**WORK TO COMPLETE**
Every line that contains the word "read" should be copied from the records below.

--- EXERCISE INPUTS Enclosed Below ---

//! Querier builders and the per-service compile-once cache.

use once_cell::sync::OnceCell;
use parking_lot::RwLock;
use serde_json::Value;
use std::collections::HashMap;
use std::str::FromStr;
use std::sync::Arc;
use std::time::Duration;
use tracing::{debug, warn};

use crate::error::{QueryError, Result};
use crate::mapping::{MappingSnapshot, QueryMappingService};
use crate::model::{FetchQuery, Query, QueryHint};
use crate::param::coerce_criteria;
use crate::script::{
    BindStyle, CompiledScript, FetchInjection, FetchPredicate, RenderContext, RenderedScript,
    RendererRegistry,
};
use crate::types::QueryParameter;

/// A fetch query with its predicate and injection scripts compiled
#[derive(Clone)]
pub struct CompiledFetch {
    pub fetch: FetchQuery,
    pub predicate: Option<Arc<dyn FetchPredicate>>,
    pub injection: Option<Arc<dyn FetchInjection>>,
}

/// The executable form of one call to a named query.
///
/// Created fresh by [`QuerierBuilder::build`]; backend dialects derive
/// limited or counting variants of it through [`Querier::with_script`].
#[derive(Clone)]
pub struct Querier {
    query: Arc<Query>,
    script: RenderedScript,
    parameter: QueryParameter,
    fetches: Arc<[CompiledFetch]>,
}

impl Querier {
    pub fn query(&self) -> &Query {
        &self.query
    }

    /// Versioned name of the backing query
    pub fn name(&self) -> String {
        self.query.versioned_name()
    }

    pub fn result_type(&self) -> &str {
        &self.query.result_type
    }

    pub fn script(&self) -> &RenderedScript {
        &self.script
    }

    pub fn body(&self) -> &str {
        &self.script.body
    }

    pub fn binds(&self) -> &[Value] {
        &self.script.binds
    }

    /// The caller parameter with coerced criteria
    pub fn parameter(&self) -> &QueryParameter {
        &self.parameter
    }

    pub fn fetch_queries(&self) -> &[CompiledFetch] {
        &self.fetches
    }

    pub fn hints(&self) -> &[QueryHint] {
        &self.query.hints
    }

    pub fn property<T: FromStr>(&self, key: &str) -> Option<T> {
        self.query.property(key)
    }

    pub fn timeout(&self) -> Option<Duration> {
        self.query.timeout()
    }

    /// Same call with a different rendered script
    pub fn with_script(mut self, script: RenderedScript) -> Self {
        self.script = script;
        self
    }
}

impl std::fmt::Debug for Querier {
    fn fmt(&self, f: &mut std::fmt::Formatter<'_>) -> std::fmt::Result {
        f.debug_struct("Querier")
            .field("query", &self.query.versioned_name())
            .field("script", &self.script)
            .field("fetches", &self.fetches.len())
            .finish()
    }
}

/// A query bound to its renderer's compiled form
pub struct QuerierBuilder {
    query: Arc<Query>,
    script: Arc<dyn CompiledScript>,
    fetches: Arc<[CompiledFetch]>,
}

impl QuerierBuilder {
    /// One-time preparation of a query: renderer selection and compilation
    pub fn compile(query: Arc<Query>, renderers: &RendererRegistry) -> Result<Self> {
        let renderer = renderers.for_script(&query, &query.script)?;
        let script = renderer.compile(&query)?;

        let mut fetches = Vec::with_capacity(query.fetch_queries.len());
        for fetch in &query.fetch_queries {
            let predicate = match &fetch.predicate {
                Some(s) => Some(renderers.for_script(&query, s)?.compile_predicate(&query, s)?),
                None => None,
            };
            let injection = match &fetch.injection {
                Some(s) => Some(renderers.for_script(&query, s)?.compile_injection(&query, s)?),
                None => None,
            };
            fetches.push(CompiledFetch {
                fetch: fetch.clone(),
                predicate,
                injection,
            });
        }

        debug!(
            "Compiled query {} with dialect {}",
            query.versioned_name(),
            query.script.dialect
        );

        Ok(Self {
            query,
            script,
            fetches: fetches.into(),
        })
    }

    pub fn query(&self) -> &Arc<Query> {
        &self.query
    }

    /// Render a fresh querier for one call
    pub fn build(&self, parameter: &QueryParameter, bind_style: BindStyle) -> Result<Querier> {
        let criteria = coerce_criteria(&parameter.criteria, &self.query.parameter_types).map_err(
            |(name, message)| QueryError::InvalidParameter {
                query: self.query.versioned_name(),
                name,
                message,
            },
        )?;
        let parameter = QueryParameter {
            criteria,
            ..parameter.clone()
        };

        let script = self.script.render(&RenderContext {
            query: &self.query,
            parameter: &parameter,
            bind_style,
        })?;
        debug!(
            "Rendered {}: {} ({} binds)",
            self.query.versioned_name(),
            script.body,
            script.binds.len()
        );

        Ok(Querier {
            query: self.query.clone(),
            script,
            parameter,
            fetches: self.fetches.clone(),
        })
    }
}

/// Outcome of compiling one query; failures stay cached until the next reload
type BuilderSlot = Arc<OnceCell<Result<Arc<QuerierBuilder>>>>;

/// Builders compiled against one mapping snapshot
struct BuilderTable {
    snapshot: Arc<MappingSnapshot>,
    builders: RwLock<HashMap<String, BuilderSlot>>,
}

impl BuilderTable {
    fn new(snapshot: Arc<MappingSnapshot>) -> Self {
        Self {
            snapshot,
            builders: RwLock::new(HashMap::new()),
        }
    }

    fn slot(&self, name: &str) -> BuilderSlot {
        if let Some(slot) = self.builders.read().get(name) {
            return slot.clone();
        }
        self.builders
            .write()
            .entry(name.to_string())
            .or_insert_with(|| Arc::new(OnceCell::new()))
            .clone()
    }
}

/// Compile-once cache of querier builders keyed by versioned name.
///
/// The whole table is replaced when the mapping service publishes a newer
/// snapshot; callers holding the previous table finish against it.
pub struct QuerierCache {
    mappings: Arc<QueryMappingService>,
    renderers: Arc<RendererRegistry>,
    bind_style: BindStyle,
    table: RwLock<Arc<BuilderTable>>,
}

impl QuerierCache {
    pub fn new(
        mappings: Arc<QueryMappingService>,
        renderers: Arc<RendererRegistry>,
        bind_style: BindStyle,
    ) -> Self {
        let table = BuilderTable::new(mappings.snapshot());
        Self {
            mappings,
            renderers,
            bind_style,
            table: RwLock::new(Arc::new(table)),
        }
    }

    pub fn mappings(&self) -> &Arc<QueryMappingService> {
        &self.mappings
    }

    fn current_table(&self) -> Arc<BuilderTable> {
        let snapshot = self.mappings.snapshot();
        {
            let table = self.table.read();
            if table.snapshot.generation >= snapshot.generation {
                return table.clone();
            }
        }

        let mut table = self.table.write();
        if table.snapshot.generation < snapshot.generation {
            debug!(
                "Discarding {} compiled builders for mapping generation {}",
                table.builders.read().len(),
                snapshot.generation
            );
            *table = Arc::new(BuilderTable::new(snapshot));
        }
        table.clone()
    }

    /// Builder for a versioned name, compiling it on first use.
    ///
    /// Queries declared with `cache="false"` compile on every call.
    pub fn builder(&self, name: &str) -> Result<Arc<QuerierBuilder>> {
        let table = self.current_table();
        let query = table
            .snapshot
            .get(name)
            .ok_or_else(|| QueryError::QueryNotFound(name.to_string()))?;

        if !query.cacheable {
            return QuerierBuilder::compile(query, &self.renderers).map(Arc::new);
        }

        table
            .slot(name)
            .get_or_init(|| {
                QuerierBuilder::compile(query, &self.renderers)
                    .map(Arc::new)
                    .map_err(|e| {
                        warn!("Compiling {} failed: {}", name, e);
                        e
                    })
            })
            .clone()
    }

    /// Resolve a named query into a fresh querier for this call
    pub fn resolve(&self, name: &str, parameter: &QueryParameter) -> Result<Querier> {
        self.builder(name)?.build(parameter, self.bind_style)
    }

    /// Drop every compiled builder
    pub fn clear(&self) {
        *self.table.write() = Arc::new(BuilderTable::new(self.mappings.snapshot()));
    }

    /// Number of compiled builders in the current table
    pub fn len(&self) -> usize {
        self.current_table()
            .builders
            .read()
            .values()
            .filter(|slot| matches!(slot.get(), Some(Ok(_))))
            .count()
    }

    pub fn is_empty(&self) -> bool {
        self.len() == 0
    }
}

--- End of Enclosed EXERCISE INPUTS ---

**RESULT BELOW**
        if let Some(slot) = self.builders.read().get(name) {
            let table = self.table.read();
                table.builders.read().len(),
            .read()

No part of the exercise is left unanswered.